Work item: All of the data should be restated word for word.

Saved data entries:
● ● ● ● ● ● ●
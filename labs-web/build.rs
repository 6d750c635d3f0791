use std::path::Path;
use std::process::Command;

fn main() {
    copy_shared_assets();
    generate_tailwind();
}

fn copy_shared_assets() {
    let manifest_dir = env!("CARGO_MANIFEST_DIR");
    let shared_main_css = Path::new(manifest_dir).join("../labs-ui/assets/main.css");
    let local_main_css = Path::new(manifest_dir).join("assets/main.css");

    println!("cargo:rerun-if-changed={}", shared_main_css.display());

    if shared_main_css.exists() {
        if let Err(e) = std::fs::copy(&shared_main_css, &local_main_css) {
            println!("cargo:warning=Failed to copy main.css from labs-ui: {e}");
        }
    }
}

fn generate_tailwind() {
    let manifest_dir = env!("CARGO_MANIFEST_DIR");
    let tailwind_input = Path::new(manifest_dir).join("tailwind.css");
    let tailwind_output = Path::new(manifest_dir).join("assets/tailwind.css");

    println!("cargo:rerun-if-changed={}", tailwind_input.display());
    println!("cargo:rerun-if-changed={}/src", manifest_dir);
    println!("cargo:rerun-if-changed={}/../labs-ui/src", manifest_dir);

    // Installed by `npm install` in this crate; without it the committed
    // stylesheet is used as-is.
    let tailwind_bin = Path::new(manifest_dir).join("node_modules/.bin/tailwindcss");
    if !tailwind_bin.exists() {
        println!("cargo:warning=tailwindcss not installed, keeping existing assets/tailwind.css");
        return;
    }

    let output = Command::new(&tailwind_bin)
        .arg("-i")
        .arg(&tailwind_input)
        .arg("-o")
        .arg(&tailwind_output)
        .current_dir(manifest_dir)
        .output();

    match output {
        Ok(output) if output.status.success() => {}
        Ok(output) => {
            println!("cargo:warning=Failed to generate Tailwind CSS");
            for line in String::from_utf8_lossy(&output.stderr).lines() {
                println!("cargo:warning={line}");
            }
        }
        Err(e) => {
            println!("cargo:warning=Failed to run tailwindcss: {e}");
        }
    }
}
● ● ● ● ● ● ●
Response area:
filename labs-web/build.rs
repository 6d750c635d3f0791
use std::path::Path;
use std::process::Command;

fn main() {
    copy_shared_assets();
    generate_tailwind();
}

fn copy_shared_assets() {
    let manifest_dir = env!("CARGO_MANIFEST_DIR");
    let shared_main_css = Path::new(manifest_dir).join("../labs-ui/assets/main.css");
    let local_main_css = Path::new(manifest_dir).join("assets/main.css");

    println!("cargo:rerun-if-changed={}", shared_main_css.display());

    if shared_main_css.exists() {
        if let Err(e) = std::fs::copy(&shared_main_css, &local_main_css) {
            println!("cargo:warning=Failed to copy main.css from labs-ui: {e}");
        }
    }
}

fn generate_tailwind() {
    let manifest_dir = env!("CARGO_MANIFEST_DIR");
    let tailwind_input = Path::new(manifest_dir).join("tailwind.css");
    let tailwind_output = Path::new(manifest_dir).join("assets/tailwind.css");

    println!("cargo:rerun-if-changed={}", tailwind_input.display());
    println!("cargo:rerun-if-changed={}/src", manifest_dir);
    println!("cargo:rerun-if-changed={}/../labs-ui/src", manifest_dir);

    // Installed by `npm install` in this crate; without it the committed
    // stylesheet is used as-is.
    let tailwind_bin = Path::new(manifest_dir).join("node_modules/.bin/tailwindcss");
    if !tailwind_bin.exists() {
        println!("cargo:warning=tailwindcss not installed, keeping existing assets/tailwind.css");
        return;
    }

    let output = Command::new(&tailwind_bin)
        .arg("-i")
        .arg(&tailwind_input)
        .arg("-o")
        .arg(&tailwind_output)
        .current_dir(manifest_dir)
        .output();

    match output {
        Ok(output) if output.status.success() => {}
        Ok(output) => {
            println!("cargo:warning=Failed to generate Tailwind CSS");
            for line in String::from_utf8_lossy(&output.stderr).lines() {
                println!("cargo:warning={line}");
            }
        }
        Err(e) => {
            println!("cargo:warning=Failed to run tailwindcss: {e}");
        }
    }
}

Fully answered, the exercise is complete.